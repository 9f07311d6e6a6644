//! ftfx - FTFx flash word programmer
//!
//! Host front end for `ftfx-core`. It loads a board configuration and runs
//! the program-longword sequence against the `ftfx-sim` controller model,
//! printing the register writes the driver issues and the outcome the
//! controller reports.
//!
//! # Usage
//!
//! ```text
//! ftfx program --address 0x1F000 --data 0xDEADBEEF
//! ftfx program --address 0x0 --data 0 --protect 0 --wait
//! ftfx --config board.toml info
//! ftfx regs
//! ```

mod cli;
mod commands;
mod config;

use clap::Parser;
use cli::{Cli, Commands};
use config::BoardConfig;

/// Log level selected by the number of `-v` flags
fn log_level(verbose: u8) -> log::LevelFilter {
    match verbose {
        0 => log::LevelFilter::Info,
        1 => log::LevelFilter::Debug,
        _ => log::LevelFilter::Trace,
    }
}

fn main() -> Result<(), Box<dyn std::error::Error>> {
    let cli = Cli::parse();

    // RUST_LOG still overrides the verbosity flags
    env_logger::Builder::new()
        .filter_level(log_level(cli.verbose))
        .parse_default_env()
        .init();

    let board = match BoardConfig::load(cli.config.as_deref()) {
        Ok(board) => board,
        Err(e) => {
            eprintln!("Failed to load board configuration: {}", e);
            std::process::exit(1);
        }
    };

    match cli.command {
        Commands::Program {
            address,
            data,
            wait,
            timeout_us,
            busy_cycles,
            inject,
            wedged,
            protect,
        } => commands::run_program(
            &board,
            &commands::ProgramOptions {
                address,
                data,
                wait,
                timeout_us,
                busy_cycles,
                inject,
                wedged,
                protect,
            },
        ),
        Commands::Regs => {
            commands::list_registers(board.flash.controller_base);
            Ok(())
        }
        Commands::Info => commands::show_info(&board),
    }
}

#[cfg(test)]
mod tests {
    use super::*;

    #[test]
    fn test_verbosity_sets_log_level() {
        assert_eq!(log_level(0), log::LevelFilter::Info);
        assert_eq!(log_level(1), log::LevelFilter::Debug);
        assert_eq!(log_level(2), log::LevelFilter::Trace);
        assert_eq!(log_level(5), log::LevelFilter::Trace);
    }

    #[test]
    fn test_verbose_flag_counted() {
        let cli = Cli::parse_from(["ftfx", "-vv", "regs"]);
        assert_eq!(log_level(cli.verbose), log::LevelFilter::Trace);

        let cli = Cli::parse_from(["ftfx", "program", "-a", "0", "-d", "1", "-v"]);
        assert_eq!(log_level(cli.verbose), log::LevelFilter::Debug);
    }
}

__________________________________________________

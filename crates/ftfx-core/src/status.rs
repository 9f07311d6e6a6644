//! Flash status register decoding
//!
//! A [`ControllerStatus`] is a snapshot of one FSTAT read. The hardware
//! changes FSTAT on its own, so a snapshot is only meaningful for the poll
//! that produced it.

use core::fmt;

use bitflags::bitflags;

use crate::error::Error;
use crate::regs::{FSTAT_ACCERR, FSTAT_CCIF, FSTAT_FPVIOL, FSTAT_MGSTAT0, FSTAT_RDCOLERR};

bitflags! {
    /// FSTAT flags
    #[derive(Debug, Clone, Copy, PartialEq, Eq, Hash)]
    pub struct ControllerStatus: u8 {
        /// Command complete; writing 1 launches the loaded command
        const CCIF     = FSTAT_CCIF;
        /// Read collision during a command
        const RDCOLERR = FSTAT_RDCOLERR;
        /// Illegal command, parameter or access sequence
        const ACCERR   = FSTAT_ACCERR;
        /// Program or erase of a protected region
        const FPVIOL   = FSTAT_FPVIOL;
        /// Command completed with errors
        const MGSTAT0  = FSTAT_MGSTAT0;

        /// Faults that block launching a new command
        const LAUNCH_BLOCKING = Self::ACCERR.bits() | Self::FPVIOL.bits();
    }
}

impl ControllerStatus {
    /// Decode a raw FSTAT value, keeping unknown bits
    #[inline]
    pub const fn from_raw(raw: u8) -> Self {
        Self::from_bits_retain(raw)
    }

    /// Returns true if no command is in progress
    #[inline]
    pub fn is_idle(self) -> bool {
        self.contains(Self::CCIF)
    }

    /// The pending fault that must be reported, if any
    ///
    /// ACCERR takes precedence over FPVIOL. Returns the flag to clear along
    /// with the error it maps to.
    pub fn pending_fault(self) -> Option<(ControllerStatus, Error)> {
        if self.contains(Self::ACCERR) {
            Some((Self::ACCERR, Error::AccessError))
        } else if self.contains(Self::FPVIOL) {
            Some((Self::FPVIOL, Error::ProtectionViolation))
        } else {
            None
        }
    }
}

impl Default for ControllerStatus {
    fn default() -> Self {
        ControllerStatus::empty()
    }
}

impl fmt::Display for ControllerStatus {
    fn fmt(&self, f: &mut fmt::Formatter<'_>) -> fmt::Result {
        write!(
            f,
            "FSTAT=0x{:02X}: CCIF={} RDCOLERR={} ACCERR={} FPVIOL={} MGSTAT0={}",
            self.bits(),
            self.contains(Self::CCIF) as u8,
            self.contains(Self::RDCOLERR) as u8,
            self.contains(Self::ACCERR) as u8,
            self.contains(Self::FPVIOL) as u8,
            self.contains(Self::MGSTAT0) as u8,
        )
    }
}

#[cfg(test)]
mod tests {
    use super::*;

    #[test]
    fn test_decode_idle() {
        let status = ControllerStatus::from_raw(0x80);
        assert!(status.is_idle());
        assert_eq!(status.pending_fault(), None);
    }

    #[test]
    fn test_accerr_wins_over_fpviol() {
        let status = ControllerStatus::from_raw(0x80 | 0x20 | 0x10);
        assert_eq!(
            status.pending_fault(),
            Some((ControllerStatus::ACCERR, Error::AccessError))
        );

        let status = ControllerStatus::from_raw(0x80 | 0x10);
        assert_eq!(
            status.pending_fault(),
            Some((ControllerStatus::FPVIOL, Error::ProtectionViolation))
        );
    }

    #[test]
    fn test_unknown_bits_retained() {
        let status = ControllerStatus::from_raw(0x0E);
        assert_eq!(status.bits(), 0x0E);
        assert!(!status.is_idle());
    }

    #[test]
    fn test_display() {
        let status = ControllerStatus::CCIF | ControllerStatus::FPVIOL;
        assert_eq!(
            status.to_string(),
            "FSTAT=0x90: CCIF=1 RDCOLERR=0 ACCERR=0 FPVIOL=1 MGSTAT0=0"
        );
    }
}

__________________________________________________

(Exercise goal) Lines containing the word "snapshot" are to be located in the entries and copied.

(Expected answer)
//! A [`ControllerStatus`] is a snapshot of one FSTAT read. The hardware
//! changes FSTAT on its own, so a snapshot is only meaningful for the poll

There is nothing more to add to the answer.